Prediction of incident vertebral fractures in routine MDCT: Comparison of global texture features, 3D finite element parameters and volumetric BMD

Eur J Radiol. 2021 Aug:141:109827. doi: 10.1016/j.ejrad.2021.109827. Epub 2021 Jun 24.

Authors

Affiliations

¹ Department of Diagnostic and Interventional Neuroradiology, School of Medicine, Klinikum rechts der Isar, Technical University of Munich, Ismaninger Str. 22, 81675 Munich, Germany. Electronic address: michael.dieckmeyer@tum.de.
² Pillar of Engineering Product Development, Singapore University of Technology and Design, 8 Somapah Road, Singapore 487372, Singapore.

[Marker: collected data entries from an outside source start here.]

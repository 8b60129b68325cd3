//! Time subsystem.
//!
//! - one `FrameClock` per stage
//! - call `tick()` once per frame to obtain the `GameTime` handed to actors

mod frame_clock;

pub use frame_clock::{FrameClock, GameTime};
use std::fmt;
use std::path::PathBuf;

/// Failure while loading content through the `ContentManager`.
#[derive(Debug)]
pub enum ContentError {
    NotFound(PathBuf),
    Io { path: PathBuf, source: std::io::Error },
    Decode { path: PathBuf, reason: String },
    /// A load was attempted from a thread other than the context thread.
    OffContextThread { path: PathBuf },
}

impl fmt::Display for ContentError {
    fn fmt(&self, f: &mut fmt::Formatter<'_>) -> fmt::Result {
        match self {
            ContentError::NotFound(path) => write!(f, "asset not found: {}", path.display()),
            ContentError::Io { path, source } => write!(f, "failed to read {}: {source}", path.display()),
            ContentError::Decode { path, reason } => {
                write!(f, "failed to decode {}: {reason}", path.display())
            }
            ContentError::OffContextThread { path } => {
                write!(f, "{} must be loaded on the context thread", path.display())
            }
        }
    }
}

impl std::error::Error for ContentError {
    fn source(&self) -> Option<&(dyn std::error::Error + 'static)> {
        match self {
            ContentError::Io { source, .. } => Some(source),
            _ => None,
        }
    }
}

/// Errors an actor can raise while being built or initialized.
///
/// Nothing inside `update`/`draw` fails; everything that can go wrong is
/// caught before the stage swaps the actor in.
#[derive(Debug)]
pub enum ActorError {
    /// Missing or corrupt asset. Fatal to the actor; the stage keeps the previous one.
    ResourceLoad(ContentError),
    /// Rejected manifest parameter, e.g. a non-positive speed.
    InvalidConfiguration(String),
    UnknownActor(String),
}

impl ActorError {
    pub fn invalid(msg: impl Into<String>) -> Self {
        ActorError::InvalidConfiguration(msg.into())
    }
}

impl fmt::Display for ActorError {
    fn fmt(&self, f: &mut fmt::Formatter<'_>) -> fmt::Result {
        match self {
            ActorError::ResourceLoad(err) => write!(f, "resource load failed: {err}"),
            ActorError::InvalidConfiguration(msg) => write!(f, "invalid configuration: {msg}"),
            ActorError::UnknownActor(name) => write!(f, "no actor registered as '{name}'"),
        }
    }
}

impl std::error::Error for ActorError {
    fn source(&self) -> Option<&(dyn std::error::Error + 'static)> {
        match self {
            ActorError::ResourceLoad(err) => Some(err),
            _ => None,
        }
    }
}

impl From<ContentError> for ActorError {
    fn from(err: ContentError) -> Self {
        ActorError::ResourceLoad(err)
    }
}

/// Failure while reading a stage manifest.
#[derive(Debug)]
pub enum ConfigError {
    Io { path: PathBuf, source: std::io::Error },
    Parse(serde_json::Error),
    Invalid(String),
}

impl fmt::Display for ConfigError {
    fn fmt(&self, f: &mut fmt::Formatter<'_>) -> fmt::Result {
        match self {
            ConfigError::Io { path, source } => write!(f, "failed to read {}: {source}", path.display()),
            ConfigError::Parse(err) => write!(f, "malformed stage manifest: {err}"),
            ConfigError::Invalid(msg) => write!(f, "invalid stage manifest: {msg}"),
        }
    }
}

impl std::error::Error for ConfigError {
    fn source(&self) -> Option<&(dyn std::error::Error + 'static)> {
        match self {
            ConfigError::Io { source, .. } => Some(source),
            ConfigError::Parse(err) => Some(err),
            ConfigError::Invalid(_) => None,
        }
    }
}

impl From<serde_json::Error> for ConfigError {
    fn from(err: serde_json::Error) -> Self {
        ConfigError::Parse(err)
    }
}
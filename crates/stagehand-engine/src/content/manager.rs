use std::any::{Any, TypeId};
use std::collections::hash_map::DefaultHasher;
use std::collections::HashMap;
use std::hash::{Hash, Hasher};
use std::path::{Path, PathBuf};
use std::sync::Arc;
use std::thread::{self, ThreadId};

use crate::error::ContentError;

/// A loadable asset type.
pub trait Asset: Sized + Send + Sync + 'static {
    /// Per-load options, e.g. texture filtering. Part of the cache key, so the
    /// same file loaded with two configs yields two assets.
    type Config: Default + Clone + Eq + Hash + Send + Sync + 'static;

    fn load(path: &Path, config: &Self::Config) -> Result<Self, ContentError>;
}

type CacheKey = (TypeId, PathBuf, u64);

/// Cache slot; the config is kept to rule out hash collisions.
struct Cached<T: Asset> {
    config: T::Config,
    asset: Arc<T>,
}

/// Loads assets relative to a content root and caches them per type and path.
///
/// Loads are synchronous and only allowed on the context thread, which is the
/// thread that created the manager.
pub struct ContentManager {
    root: PathBuf,
    cache: HashMap<CacheKey, Arc<dyn Any + Send + Sync>>,
    owner: ThreadId,
}

impl ContentManager {
    pub fn new(root: impl Into<PathBuf>) -> Self {
        Self {
            root: root.into(),
            cache: HashMap::new(),
            owner: thread::current().id(),
        }
    }

    pub fn root(&self) -> &Path {
        &self.root
    }

    pub fn is_context_thread(&self) -> bool {
        thread::current().id() == self.owner
    }

    /// Resolves an asset name against the root. Both `/` and `\` are accepted
    /// as separators.
    pub fn resolve(&self, name: &str) -> PathBuf {
        name.split(['/', '\\'])
            .filter(|part| !part.is_empty())
            .fold(self.root.clone(), |path, part| path.join(part))
    }

    pub fn load<T: Asset>(&mut self, name: &str) -> Result<Arc<T>, ContentError> {
        self.load_with::<T>(name, &T::Config::default())
    }

    pub fn load_with<T: Asset>(&mut self, name: &str, config: &T::Config) -> Result<Arc<T>, ContentError> {
        let path = self.resolve(name);
        if !self.is_context_thread() {
            return Err(ContentError::OffContextThread { path });
        }

        if let Some(asset) = self.cached::<T>(&path, config) {
            return Ok(asset);
        }

        if !path.is_file() {
            return Err(ContentError::NotFound(path));
        }

        let asset = Arc::new(T::load(&path, config)?);
        log::debug!("loaded {} as {}", path.display(), std::any::type_name::<T>());
        self.store(path, config, Arc::clone(&asset));
        Ok(asset)
    }

    /// Seeds the cache so later `load::<T>(name)` calls return `asset`
    /// without touching the filesystem.
    pub fn insert<T: Asset>(&mut self, name: &str, asset: T) -> Arc<T> {
        self.insert_with(name, &T::Config::default(), asset)
    }

    /// Like `insert`, for `load_with::<T>(name, config)`.
    pub fn insert_with<T: Asset>(&mut self, name: &str, config: &T::Config, asset: T) -> Arc<T> {
        let asset = Arc::new(asset);
        self.store(self.resolve(name), config, Arc::clone(&asset));
        asset
    }

    pub fn is_loaded<T: Asset>(&self, name: &str) -> bool {
        self.cached::<T>(&self.resolve(name), &T::Config::default()).is_some()
    }

    fn cached<T: Asset>(&self, path: &Path, config: &T::Config) -> Option<Arc<T>> {
        let key = (TypeId::of::<T>(), path.to_path_buf(), config_hash(config));
        let slot = Arc::clone(self.cache.get(&key)?).downcast::<Cached<T>>().ok()?;
        (slot.config == *config).then(|| Arc::clone(&slot.asset))
    }

    fn store<T: Asset>(&mut self, path: PathBuf, config: &T::Config, asset: Arc<T>) {
        let key = (TypeId::of::<T>(), path, config_hash(config));
        self.cache.insert(key, Arc::new(Cached { config: config.clone(), asset }));
    }

    pub fn len(&self) -> usize {
        self.cache.len()
    }

    pub fn is_empty(&self) -> bool {
        self.cache.is_empty()
    }

    pub fn clear(&mut self) {
        self.cache.clear();
    }
}

fn config_hash<C: Hash>(config: &C) -> u64 {
    let mut hasher = DefaultHasher::new();
    config.hash(&mut hasher);
    hasher.finish()
}
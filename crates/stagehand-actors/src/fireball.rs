//! Animated fireball that travels up the screen from the bottom edge and
//! wraps back around once it leaves the top.
//!
//! Params: `texture` (sheet path), `fall_speed` in px/s and an optional `x`
//! column. Without `x` the ball starts horizontally centered.

use stagehand_engine::anim::{Animator, SpriteSheet};
use stagehand_engine::batch::{SpriteBatch, Surface};
use stagehand_engine::content::{Texture2D, TextureConfig};
use stagehand_engine::core::{ActorControl, ActorParams, FrameActor, InitCtx, UpdateCtx};
use stagehand_engine::coords::Vec2;
use stagehand_engine::error::ActorError;
use stagehand_engine::paint::Color;
use stagehand_engine::time::GameTime;

pub const NAME: &str = "fireball";

pub const TILES: u32 = 8;
pub const CYCLE_MS: f32 = 750.0;

pub struct Fireball {
    texture_name: String,
    fall_speed: f32,
    x: Option<f32>,

    animator: Option<Animator>,
    start: Vec2,
}

impl Fireball {
    pub fn from_params(params: &ActorParams) -> Result<Self, ActorError> {
        let x = if params.contains("x") { Some(params.f32_or("x", 0.0)?) } else { None };
        Ok(Self {
            texture_name: params.str_or("texture", "ft/fireball.png")?.to_string(),
            fall_speed: params.positive_f32_or("fall_speed", 750.0)?,
            x,
            animator: None,
            start: Vec2::ZERO,
        })
    }

    pub fn animator(&self) -> Option<&Animator> {
        self.animator.as_ref()
    }
}

impl FrameActor for Fireball {
    fn name(&self) -> &str {
        NAME
    }

    fn initialize(&mut self, ctx: &mut InitCtx<'_>) -> Result<(), ActorError> {
        let texture = ctx.content.load_with::<Texture2D>(&self.texture_name, &TextureConfig::NEAREST)?;
        let bounds = ctx.bounds();

        let mut animator = Animator::new(SpriteSheet::new(texture, TILES, 1), TILES, 0);
        animator.set_duration_ms(CYCLE_MS);
        animator.scale = Vec2::splat(2.0);
        self.start = Vec2::new(self.x.unwrap_or(bounds.width() / 2.0), bounds.height());
        animator.position = self.start;

        self.animator = Some(animator);
        Ok(())
    }

    fn update(&mut self, ctx: &UpdateCtx<'_>) -> ActorControl {
        let Some(animator) = self.animator.as_mut() else {
            return ActorControl::Continue;
        };
        let dt = ctx.dt();
        animator.update(dt);
        animator.position.y -= self.fall_speed * dt;

        let tile_h = animator.sheet().tile_height() as f32;
        if animator.position.y < -tile_h {
            animator.position.y = ctx.bounds().height();
        }
        ActorControl::Continue
    }

    fn draw(&self, surface: &mut Surface, _time: &GameTime) {
        surface.clear(Color::BLACK);
    }

    fn draw2d(&self, batch: &mut SpriteBatch, _time: &GameTime) {
        if let Some(animator) = &self.animator {
            animator.draw(batch);
        }
    }

    fn reset(&mut self) {
        if let Some(animator) = self.animator.as_mut() {
            animator.rewind();
            animator.position = self.start;
        }
    }
}
// Copyright 2025 Google LLC
//
// Licensed under the Apache License, Version 2.0 (the "License");
// you may not use this file except in compliance with the License.
// You may obtain a copy of the License at
//
//     http://www.apache.org/licenses/LICENSE-2.0
//
// Unless required by applicable law or agreed to in writing, software
// distributed under the License is distributed on an "AS IS" BASIS,
// WITHOUT WARRANTIES OR CONDITIONS OF ANY KIND, either express or implied.
// See the License for the specific language governing permissions and
// limitations under the License.

use crate::constants::{
    DEFAULT_BATCH_TIMEOUT_MILLIS, DEFAULT_BIND_ADDR, DEFAULT_IDLE_TIMEOUT_MILLIS,
    DEFAULT_MAX_BATCH_SIZE, DEFAULT_MAX_CONCURRENT_CONNS,
};
use clap::Parser;
use std::env;
use std::ffi::OsString;
use std::net::SocketAddr;

#[derive(Parser, Debug)]
#[command(version, about)]
pub struct UserArgs {
    /// Address to bind this service to
    #[clap(long = "bind", default_value = DEFAULT_BIND_ADDR)]
    pub bind: SocketAddr,

    /// Address of the backend service receiving batch requests
    #[clap(long = "backend")]
    pub backend: String,

    /// Maximum size of each batch
    #[clap(long = "max-batch-size", default_value_t = DEFAULT_MAX_BATCH_SIZE)]
    pub max_batch_size: usize,

    /// Maximum wait time in milliseconds before an open batch is sent
    #[clap(long = "batch-timeout-millis", default_value_t = DEFAULT_BATCH_TIMEOUT_MILLIS)]
    pub batch_timeout_millis: u64,

    /// Maximum wait time in milliseconds for a response before idle timeout
    #[clap(long = "idle-timeout-millis", default_value_t = DEFAULT_IDLE_TIMEOUT_MILLIS)]
    pub idle_timeout_millis: u64,

    /// Maximum number of clients connected to this service at a time
    #[clap(long = "max-concurrent-conns", default_value_t = DEFAULT_MAX_CONCURRENT_CONNS)]
    pub max_concurrent_conns: usize,
}

impl UserArgs {
    /// Parses the command line with the whitespace-separated contents of the
    /// `BATCHER_CMD_ARGS` environment variable appended to it.
    pub fn parse_with_env() -> Self {
        let mut argv: Vec<OsString> = env::args_os().collect();
        if let Ok(extra) = env::var("BATCHER_CMD_ARGS") {
            argv.extend(extra.split_whitespace().map(OsString::from));
        }

        Self::parse_from(argv)
    }
}

#[cfg(test)]
mod tests {
    use super::*;

    #[test]
    fn defaults_apply() {
        let args = UserArgs::parse_from(["batcher", "--backend", "http://backend:9000"]);

        assert_eq!(args.bind, "0.0.0.0:8000".parse::<SocketAddr>().unwrap());
        assert_eq!(args.backend, "http://backend:9000");
        assert_eq!(args.max_batch_size, 32);
        assert_eq!(args.batch_timeout_millis, 10);
        assert_eq!(args.idle_timeout_millis, 60_000);
        assert_eq!(args.max_concurrent_conns, 1024);
    }

    #[test]
    fn missing_backend_is_an_error() {
        assert!(UserArgs::try_parse_from(["batcher"]).is_err());
    }

    #[test]
    fn flags_override_defaults() {
        let args = UserArgs::parse_from([
            "batcher",
            "--backend",
            "http://backend:9000",
            "--bind",
            "127.0.0.1:9999",
            "--max-batch-size",
            "4",
            "--batch-timeout-millis",
            "25",
        ]);

        assert_eq!(args.bind, "127.0.0.1:9999".parse::<SocketAddr>().unwrap());
        assert_eq!(args.max_batch_size, 4);
        assert_eq!(args.batch_timeout_millis, 25);
    }
}
// Copyright 2025 Google LLC
//
// Licensed under the Apache License, Version 2.0 (the "License");
// you may not use this file except in compliance with the License.
// You may obtain a copy of the License at
//
//     http://www.apache.org/licenses/LICENSE-2.0
//
// Unless required by applicable law or agreed to in writing, software
// distributed under the License is distributed on an "AS IS" BASIS,
// WITHOUT WARRANTIES OR CONDITIONS OF ANY KIND, either express or implied.
// See the License for the specific language governing permissions and
// limitations under the License.

//! HTTP front end. One route accepts a JSON value per POST, feeds it into
//! the batcher, and writes the caller's own response bytes back.

use crate::batcher::RequestBatcher;
use crate::error::SubmitError;
use axum::Router;
use axum::body::Bytes;
use axum::extract::State;
use axum::response::{IntoResponse, Response};
use axum::routing::any;
use http::{Method, StatusCode, header};
use hyper::server::conn::http1;
use hyper_util::rt::TokioIo;
use hyper_util::service::TowerToHyperService;
use log::{info, warn};
use std::sync::Arc;
use std::time::Duration;
use tokio::net::TcpListener;
use tokio::sync::Semaphore;
use tokio_util::sync::CancellationToken;

#[derive(Clone)]
pub struct AppState {
    pub batcher: RequestBatcher<Bytes, Bytes>,
    pub backend: String,
    pub idle_timeout: Duration,
}

pub fn router(state: AppState) -> Router {
    Router::new().route("/", any(root)).with_state(state)
}

async fn root(State(state): State<AppState>, method: Method, body: Bytes) -> Response {
    if method != Method::POST {
        return format!("batcher for {}", state.backend).into_response();
    }

    // Re-serializing through `Value` guarantees the batch splice receives
    // exactly one well-formed JSON value per submission.
    let value: serde_json::Value = match serde_json::from_slice(&body) {
        Ok(value) => value,
        Err(_) => {
            return (
                StatusCode::BAD_REQUEST,
                "Expecting request body in JSON format",
            )
                .into_response();
        }
    };
    let payload = match serde_json::to_vec(&value) {
        Ok(payload) => Bytes::from(payload),
        Err(_) => {
            return (
                StatusCode::BAD_REQUEST,
                "Error converting request body into bytes",
            )
                .into_response();
        }
    };

    match state.batcher.submit(payload, state.idle_timeout).await {
        Ok(res) => ([(header::CONTENT_TYPE, "application/json")], res).into_response(),
        Err(e @ SubmitError::Timeout(_)) => {
            (StatusCode::REQUEST_TIMEOUT, e.to_string()).into_response()
        }
        Err(e) => (StatusCode::BAD_REQUEST, e.to_string()).into_response(),
    }
}

/// Accepts connections until the shutdown token fires, keeping at most
/// `max_conns` connections open at a time.
pub async fn serve(
    listener: TcpListener,
    app: Router,
    max_conns: usize,
    shutdown: CancellationToken,
) -> anyhow::Result<()> {
    let conn_limit = Arc::new(Semaphore::new(max_conns));

    loop {
        let permit = tokio::select! {
            permit = Arc::clone(&conn_limit).acquire_owned() => permit?,
            _ = shutdown.cancelled() => break,
        };

        let (stream, remote_addr) = tokio::select! {
            accepted = listener.accept() => match accepted {
                Ok(pair) => pair,
                Err(e) => {
                    warn!("listener accept failed: {e}");
                    continue;
                }
            },
            _ = shutdown.cancelled() => break,
        };

        let service = TowerToHyperService::new(app.clone());
        tokio::spawn(async move {
            let io = TokioIo::new(stream);
            if let Err(e) = http1::Builder::new().serve_connection(io, service).await {
                warn!("connection from {remote_addr} failed: {e:?}");
            }
            drop(permit);
        });
    }

    info!("listener shut down");
    Ok(())
}

#[cfg(test)]
mod tests {
    use super::*;
    use crate::batcher::{BatchingConfig, RequestBatcher, SendFn};
    use axum::body::Body;
    use futures::FutureExt;
    use http::Request;
    use tower::ServiceExt;

    fn echo_send() -> SendFn<Bytes, Bytes> {
        Arc::new(|batch: Vec<Bytes>| async move { Ok::<_, anyhow::Error>(batch) }.boxed())
    }

    fn state_with(send: SendFn<Bytes, Bytes>, idle_timeout: Duration) -> AppState {
        let batcher = RequestBatcher::new(
            CancellationToken::new(),
            BatchingConfig {
                max_batch_size: 32,
                batch_timeout: Duration::from_millis(1),
                send,
            },
        )
        .expect("valid config");

        AppState {
            batcher,
            backend: "http://backend:9000".to_string(),
            idle_timeout,
        }
    }

    async fn body_bytes(res: Response) -> Bytes {
        axum::body::to_bytes(res.into_body(), usize::MAX)
            .await
            .expect("response body")
    }

    fn post(body: &'static str) -> Request<Body> {
        Request::builder()
            .method(Method::POST)
            .uri("/")
            .body(Body::from(body))
            .expect("request")
    }

    #[tokio::test]
    async fn non_post_gets_informational_body() {
        let app = router(state_with(echo_send(), Duration::from_secs(1)));

        let res = app
            .oneshot(
                Request::builder()
                    .method(Method::GET)
                    .uri("/")
                    .body(Body::empty())
                    .expect("request"),
            )
            .await
            .expect("response");

        assert_eq!(res.status(), StatusCode::OK);
        assert_eq!(
            body_bytes(res).await,
            Bytes::from_static(b"batcher for http://backend:9000")
        );
    }

    #[tokio::test]
    async fn malformed_json_is_rejected() {
        let app = router(state_with(echo_send(), Duration::from_secs(1)));

        let res = app.oneshot(post("{oops")).await.expect("response");

        assert_eq!(res.status(), StatusCode::BAD_REQUEST);
        assert_eq!(
            body_bytes(res).await,
            Bytes::from_static(b"Expecting request body in JSON format")
        );
    }

    #[tokio::test]
    async fn valid_json_round_trips() {
        let app = router(state_with(echo_send(), Duration::from_secs(1)));

        let res = app.oneshot(post(" [1, 2, 3] ")).await.expect("response");

        assert_eq!(res.status(), StatusCode::OK);
        assert_eq!(body_bytes(res).await, Bytes::from_static(b"[1,2,3]"));
    }

    #[tokio::test]
    async fn scalar_payloads_are_preserved() {
        let app = router(state_with(echo_send(), Duration::from_secs(1)));

        let res = app.oneshot(post(r#""hello""#)).await.expect("response");

        assert_eq!(res.status(), StatusCode::OK);
        assert_eq!(body_bytes(res).await, Bytes::from_static(br#""hello""#));
    }

    #[tokio::test]
    async fn handler_failure_maps_to_bad_request() {
        let send: SendFn<Bytes, Bytes> = Arc::new(|_batch: Vec<Bytes>| {
            async move { Err(anyhow::anyhow!("backend unavailable")) }.boxed()
        });
        let app = router(state_with(send, Duration::from_secs(1)));

        let res = app.oneshot(post("1")).await.expect("response");

        assert_eq!(res.status(), StatusCode::BAD_REQUEST);
        let body = body_bytes(res).await;
        assert!(String::from_utf8_lossy(&body).contains("batch handler failed"));
    }

    #[tokio::test]
    async fn idle_timeout_maps_to_request_timeout() {
        let send: SendFn<Bytes, Bytes> =
            Arc::new(|_batch: Vec<Bytes>| futures::future::pending().boxed());
        let app = router(state_with(send, Duration::from_millis(50)));

        let res = app.oneshot(post("1")).await.expect("response");

        assert_eq!(res.status(), StatusCode::REQUEST_TIMEOUT);
    }
}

Electronic address: rayudu_nithin@mymail.sutd.edu.sg.
³ Pillar of Engineering Product Development, Singapore University of Technology and Design, 8 Somapah Road, Singapore 487372, Singapore. Electronic address: longyu_yeung@mymail.sutd.edu.sg.
⁴ Department of Diagnostic and Interventional Neuroradiology, School of Medicine, Klinikum rechts der Isar, Technical University of Munich, Ismaninger Str. 22, 81675 Munich, Germany; Department of Radiology, University Medical Center, Albert-Ludwigs-University Freiburg, Hugstetter Str. 55, 79106 Freiburg, Germany. Electronic address: m.loeffler@tum.de.
⁵ Department of Diagnostic and Interventional Neuroradiology, School of Medicine, Klinikum rechts der Isar, Technical University of Munich, Ismaninger Str. 22, 81675 Munich, Germany. Electronic address: anjany.sekuboyina@tum.de.
⁶ Department of Diagnostic and Interventional Neuroradiology, School of Medicine, Klinikum rechts der Isar, Technical University of Munich, Ismaninger Str. 22, 81675 Munich, Germany; Department of Diagnostic and Interventional Radiology, School of Medicine, Klinikum rechts der Isar, Technical University of Munich, Ismaninger Str. 22, 81675 Munich, Germany. Electronic address: egon.burian@tum.de.
⁷ Department of Diagnostic and Interventional Neuroradiology, School of Medicine, Klinikum rechts der Isar, Technical University of Munich, Ismaninger Str. 22, 81675 Munich, Germany; TUM-Neuroimaging Center, Klinikum rechts der Isar, Technical University of Munich, Ismaninger Str. 22, 81675 Munich, Germany; Department of Diagnostic and Interventional Radiology, University Hospital Ulm, Albert-Einstein-Allee 23, 89081 Ulm, Germany. Electronic address: nico.sollmann@tum.de.
⁸ Department of Diagnostic and Interventional Neuroradiology, School of Medicine, Klinikum rechts der Isar, Technical University of Munich, Ismaninger Str. 22, 81675 Munich, Germany; TUM-Neuroimaging Center, Klinikum rechts der Isar, Technical University of Munich, Ismaninger Str. 22, 81675 Munich, Germany. Electronic address: jan.kirschke@tum.de.
⁹ Department of Diagnostic and Interventional Neuroradiology, School of Medicine, Klinikum rechts der Isar, Technical University of Munich, Ismaninger Str. 22, 81675 Munich, Germany. Electronic address: thomas.baum@tum.de.
¹⁰ Pillar of Engineering Product Development, Singapore University of Technology and Design, 8 Somapah Road, Singapore 487372, Singapore; Changi General Hospital, 2 Simei Street 3, Singapore 529889, Singapore. Electronic address: subburaj@sutd.edu.sg.

PMID: 34225250
DOI: 10.1016/j.ejrad.2021.109827

Abstract

Purpose: In this case-control study, we evaluated different quantitative parameters derived from routine multi-detector computed tomography (MDCT) scans with respect to their ability to predict incident osteoporotic vertebral fractures of the thoracolumbar spine.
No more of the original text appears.